Born August 21, 1956, in Amman, Jordan; daughter of Samiha Bayuqa and Ahmad Faqir; divorced; married second husband, Dean Torok, June 21, 2003; children: (first marriage) Haitham Abu Sadah (son), (second marriage) two stepdaughters. Education: University of Jordan, B.A., 1983; University of Lancaster, M.A., 1985; University of East Anglia, Ph.D., 1989. Religion: Muslim.

ADDRESSES:

Home—Durham, England. Office—St. Mary's College, Elvet Hill Rd., Durham DH1 3LR, England.

CAREER:

Garnet Publishing, Reading, England, senior editor, 1990-94; Durham University, Durham, England, lecturer, 1994. Member of Arts council Translation Group, London, England, 1990-94; member of creative writing pool of instructors, University of California, Santa Cruz, 1993-96; board member, Center for Media Freedom—Mena Region, London, 1999; member of advisory board, Center for Asian and Middle Eastern Architecture, Adelaide, Australia, 2000. Lecturer at colleges, universities, and seminars.

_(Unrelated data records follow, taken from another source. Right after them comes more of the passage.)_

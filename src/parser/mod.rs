//! Recursive-descent parser for the C subset
//!
//! Consumes the scanner's token stream and delivers the [`Unit`] node
//! tree. Expressions use precedence climbing; statements are one
//! function per construct. Typedef names are tracked in a side table so
//! casts and declarations starting with an alias parse unambiguously.

pub mod ast;

pub use ast::{
    BaseName, BinaryOp, Decl, Expr, ExprKind, Function, Item, Param, PostfixOp, Span, Stmt,
    StructMember, SwitchArm, TypeSpec, UnaryOp, Unit,
};

use std::collections::HashSet;

use crate::error::{Error, Result};
use crate::lexer::{Token, TokenKind};

/// Recursive-descent parser over a token stream
pub struct Parser {
    tokens: Vec<Token>,
    pos: usize,
    typedefs: HashSet<String>,
}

Member of board, Centre for Media Freedom, Middle East and North Africa, of Arts Council of Britain Translation Advisory Group, 1992-96, and of Exeter University Women's Studies Committee, 1990-92.

MEMBER:

British Society for Middle Eastern Studies; Association of Professors of English and Translation at Arab Universities; English PEN.

AWARDS, HONORS:

New Venture award, Women in Publishing, 1995, for editing "Arab Women Writers" series; honorary fellow, St. Mary's College, Durham University.

WRITINGS:

Nisanit (novel), A. Ellis (Henley-on-Thames, Oxfordshire, England), 1987, Penguin Books (New York, NY), 1990.

Pillars of Salt: A Novel, Interlink Books (New York, NY), 1997.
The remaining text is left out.